At the 2010 International Medieval Congress at Leeds, the Graduate Student Committee rolled out a new mentorship program that paired graduate students with an established scholar according to discipline. What began as a modest project with 6 who signed up as mentees and 13 who volunteered to be mentors, the program is growing at an impressive rate. In 2011 for the MAA Annual Meeting, Kalamazoo and Leeds combined, there were 35 mentees with 61 volunteer mentors, and in 2012, before the Leeds figures are in, there are already 58 mentees and 60 volunteer mentors.

Once paired by the GSC, the scholar and graduate student meet for an hour or more to discuss anything from dissertation to publication and career plans. Even though maintaining the relationship is not a requirement of the program, the relationship often continues past the meeting, and the mentors generously agree to advise as they can.
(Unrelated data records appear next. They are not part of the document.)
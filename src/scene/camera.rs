use glam::{Mat4, Vec3};

use crate::settings::CameraSettings;

/// Perspective camera looking at a target point.
///
/// The projection matrix is cached; anything that changes it goes through
/// [`set_aspect`](Self::set_aspect) or
/// [`update_projection_matrix`](Self::update_projection_matrix).
#[derive(Debug, Clone, PartialEq)]
pub struct PerspectiveCamera {
    /// Vertical field of view, in degrees.
    pub fov: f32,
    pub aspect: f32,
    pub near: f32,
    pub far: f32,

    pub position: Vec3,
    pub target: Vec3,

    projection_matrix: Mat4,
}

impl PerspectiveCamera {
    #[must_use]
    pub fn new(fov: f32, aspect: f32, near: f32, far: f32) -> Self {
        let mut cam = Self {
            fov,
            aspect,
            near,
            far,
            position: Vec3::ZERO,
            target: Vec3::NEG_Z,
            projection_matrix: Mat4::IDENTITY,
        };
        cam.update_projection_matrix();
        cam
    }

    /// Camera at the configured position, looking at the origin.
    #[must_use]
    pub fn from_settings(settings: &CameraSettings, aspect: f32) -> Self {
        let mut cam = Self::new(settings.fov, aspect, settings.near, settings.far);
        cam.position = settings.position();
        cam.target = Vec3::ZERO;
        cam
    }

    pub fn update_projection_matrix(&mut self) {
        // glam's perspective_rh targets the wgpu [0, 1] depth range
        self.projection_matrix =
            Mat4::perspective_rh(self.fov.to_radians(), self.aspect.max(f32::EPSILON), self.near, self.far);
    }

    /// Sets the aspect ratio and recomputes the projection.
    pub fn set_aspect(&mut self, aspect: f32) {
        self.aspect = aspect;
        self.update_projection_matrix();
    }

    pub fn look_at(&mut self, target: Vec3) {
        self.target = target;
    }

    #[inline]
    #[must_use]
    pub fn projection_matrix(&self) -> Mat4 {
        self.projection_matrix
    }

    #[must_use]
    pub fn view_matrix(&self) -> Mat4 {
        Mat4::look_at_rh(self.position, self.target, Vec3::Y)
    }

    #[must_use]
    pub fn view_projection_matrix(&self) -> Mat4 {
        self.projection_matrix * self.view_matrix()
    }

    /// Maps clip-space positions on the far plane to world-space view
    /// directions. The translation of the view is dropped, so the
    /// background stays at infinity while the camera orbits.
    #[must_use]
    pub fn background_matrix(&self) -> Mat4 {
        let forward = self.target - self.position;
        let forward = if forward.length_squared() > f32::EPSILON {
            forward
        } else {
            Vec3::NEG_Z
        };
        let rotation = Mat4::look_to_rh(Vec3::ZERO, forward, Vec3::Y);
        (self.projection_matrix * rotation).inverse()
    }
}

impl Default for PerspectiveCamera {
    fn default() -> Self {
        Self::from_settings(&CameraSettings::default(), 1.0)
    }
}

#[cfg(test)]
mod tests {
    use super::*;

    #[test]
    fn set_aspect_updates_projection() {
        let mut cam = PerspectiveCamera::new(75.0, 1.0, 0.1, 100.0);
        let before = cam.projection_matrix();
        cam.set_aspect(2.0);
        assert_ne!(before, cam.projection_matrix());
        assert_eq!(
            cam.projection_matrix(),
            Mat4::perspective_rh(75f32.to_radians(), 2.0, 0.1, 100.0)
        );
    }

    #[test]
    fn background_center_ray_follows_view_direction() {
        let mut cam = PerspectiveCamera::new(60.0, 1.0, 0.1, 100.0);
        cam.position = Vec3::new(0.0, 0.0, 5.0);
        cam.target = Vec3::ZERO;

        let far = cam.background_matrix() * glam::Vec4::new(0.0, 0.0, 1.0, 1.0);
        let dir = (far.truncate() / far.w).normalize();
        assert!(dir.abs_diff_eq(Vec3::NEG_Z, 1e-4));

        cam.position = Vec3::new(5.0, 0.0, 0.0);
        let far = cam.background_matrix() * glam::Vec4::new(0.0, 0.0, 1.0, 1.0);
        let dir = (far.truncate() / far.w).normalize();
        assert!(dir.abs_diff_eq(Vec3::NEG_X, 1e-4));
    }
}
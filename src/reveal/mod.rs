//! Reveal Transition
//!
//! Single-shot state machine that hides the scene behind an overlay until the
//! [`LoadTracker`](crate::assets::LoadTracker) reports completion, then fades
//! the overlay and the loading indicator out.
//!
//! ```text
//! Loading ──(Complete)──► Revealing ──(both fades elapsed)──► Idle
//! ```
//!
//! On the `Complete` notification the transition
//! 1. tells its [`ReadinessObserver`] (the pass chain) to release gated passes,
//! 2. tweens the overlay alpha from its current value to 0,
//! 3. tweens the indicator opacity to 0 and marks the loading bar ended.
//!
//! Further notifications are ignored and the state never returns to
//! `Loading`.

pub mod tween;

use std::time::{Duration, Instant};

pub use tween::{Ease, Tween};

use crate::assets::LoadProgress;
use crate::settings::RevealSettings;

/// Notified once, when every asset of the session has settled.
pub trait ReadinessObserver {
    fn on_ready(&mut self);
}

#[derive(Debug, Clone, Copy, PartialEq, Eq, Default)]
pub enum TransitionState {
    #[default]
    Loading,
    Revealing,
    Idle,
}

/// What the loading indicator UI should show.
#[derive(Debug, Clone, Copy, PartialEq)]
pub struct IndicatorState {
    /// Horizontal scale of the loading bar, the load ratio while loading.
    pub bar_scale: f32,
    /// Set when the reveal starts; the bar snaps back to full width.
    pub bar_ended: bool,
    pub opacity: f32,
    /// `false` once the fade reached zero.
    pub visible: bool,
}

impl Default for IndicatorState {
    fn default() -> Self {
        Self {
            bar_scale: 0.0,
            bar_ended: false,
            opacity: 1.0,
            visible: true,
        }
    }
}

#[derive(Debug, Clone)]
pub struct RevealTransition {
    state: TransitionState,
    overlay_fade: Duration,
    indicator_fade: Duration,

    overlay_alpha: f32,
    indicator: IndicatorState,

    overlay_tween: Option<Tween>,
    indicator_tween: Option<Tween>,
}

impl RevealTransition {
    #[must_use]
    pub fn new(overlay_fade: Duration, indicator_fade: Duration) -> Self {
        Self {
            state: TransitionState::Loading,
            overlay_fade,
            indicator_fade,
            overlay_alpha: 1.0,
            indicator: IndicatorState::default(),
            overlay_tween: None,
            indicator_tween: None,
        }
    }

    #[must_use]
    pub fn from_settings(settings: &RevealSettings) -> Self {
        Self::new(settings.overlay_fade(), settings.indicator_fade())
    }

    /// Mirrors a tracker progress event onto the loading bar.
    pub fn set_progress(&mut self, progress: LoadProgress) {
        if self.state == TransitionState::Loading {
            self.indicator.bar_scale = progress.ratio();
        }
    }

    /// Handles the tracker's `Complete` event. Returns `false` if the reveal
    /// already started.
    pub fn on_complete(&mut self, now: Instant, observer: &mut dyn ReadinessObserver) -> bool {
        if self.state != TransitionState::Loading {
            log::debug!("Ignoring repeated load completion");
            return false;
        }

        observer.on_ready();

        self.overlay_tween = Some(Tween::new(self.overlay_alpha, 0.0, now, self.overlay_fade));
        self.indicator_tween = Some(Tween::new(
            self.indicator.opacity,
            0.0,
            now,
            self.indicator_fade,
        ));
        self.indicator.bar_ended = true;
        self.indicator.bar_scale = 1.0;

        self.state = TransitionState::Revealing;
        log::info!(
            "Reveal started (overlay {:?}, indicator {:?})",
            self.overlay_fade,
            self.indicator_fade
        );
        self.update(now);
        true
    }

    /// Samples both fades. Moves to `Idle` once both have elapsed.
    pub fn update(&mut self, now: Instant) -> TransitionState {
        if self.state != TransitionState::Revealing {
            return self.state;
        }

        let mut finished = true;
        if let Some(tween) = &self.overlay_tween {
            self.overlay_alpha = tween.value(now);
            finished &= tween.is_finished(now);
        }
        if let Some(tween) = &self.indicator_tween {
            self.indicator.opacity = tween.value(now);
            finished &= tween.is_finished(now);
        }
        self.indicator.visible = self.indicator.opacity > 0.0;

        if finished {
            self.overlay_tween = None;
            self.indicator_tween = None;
            self.state = TransitionState::Idle;
            log::debug!("Reveal finished");
        }
        self.state
    }

    #[inline]
    #[must_use]
    pub fn state(&self) -> TransitionState {
        self.state
    }

    /// Current overlay transparency, 1 while loading.
    #[inline]
    #[must_use]
    pub fn overlay_alpha(&self) -> f32 {
        self.overlay_alpha
    }

    #[inline]
    #[must_use]
    pub fn indicator(&self) -> IndicatorState {
        self.indicator
    }
}

impl Default for RevealTransition {
    fn default() -> Self {
        Self::from_settings(&RevealSettings::default())
    }
}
The GSC would like to thank all the past mentors who are making this program possible and would like to specifically acknowledge the continued participation of several scholars in the program: Raymond Cormier (Longwood University), Damian Fleming (Indiana University-Purdue University, Ft. Wayne), Kathryn Gerry (University of Kansas), Elina Gertsman (Case Western University), John Hosler (Morgan State University), Paul Hyams (Cornell University), Nicole Marafioti (Trinity University), Carol Neuman de Vegvar (Ohio Wesleyan University), Elizabeth Parker (Fordham University), Charles Rozier (University of Durham), Nancy Sevcenko (Independent Scholar), Alan Stahl (Princeton University), Carol Symes (University of Illinois, Urbana-Champaign), Wendy Turner (Augusta State University), Sara Uckelman (Tilburg University), and David Wallace (University of Pennsylvania).

The MAA is planning a similar program to provide mentorship to junior faculty members engaged in their first appointments or between appointments. So far there is enthusiastic support for this idea, and we hope to debut it at the MAA 2013 Annual Meeting in Knoxville.

The 2012-2013 Graduate Student Committee includes Rachel D. Gibson (University of Minnesota, Twin Cities), Caitlin Taylor Holton (University of Guelph), Sebastian J. Langdell (Oxford University), Elizaveta Strakhov, chair (University of Pennsylvania), Ethan Zadoff (CUNY Graduate Center). Michelle Urberg (University of Chicago) was the past chair, and Sarah Celentano Parker (University of Texas), who has just rotated off the committee, managed the mentorship program. Caitlin Taylor Holton now coordinates this program.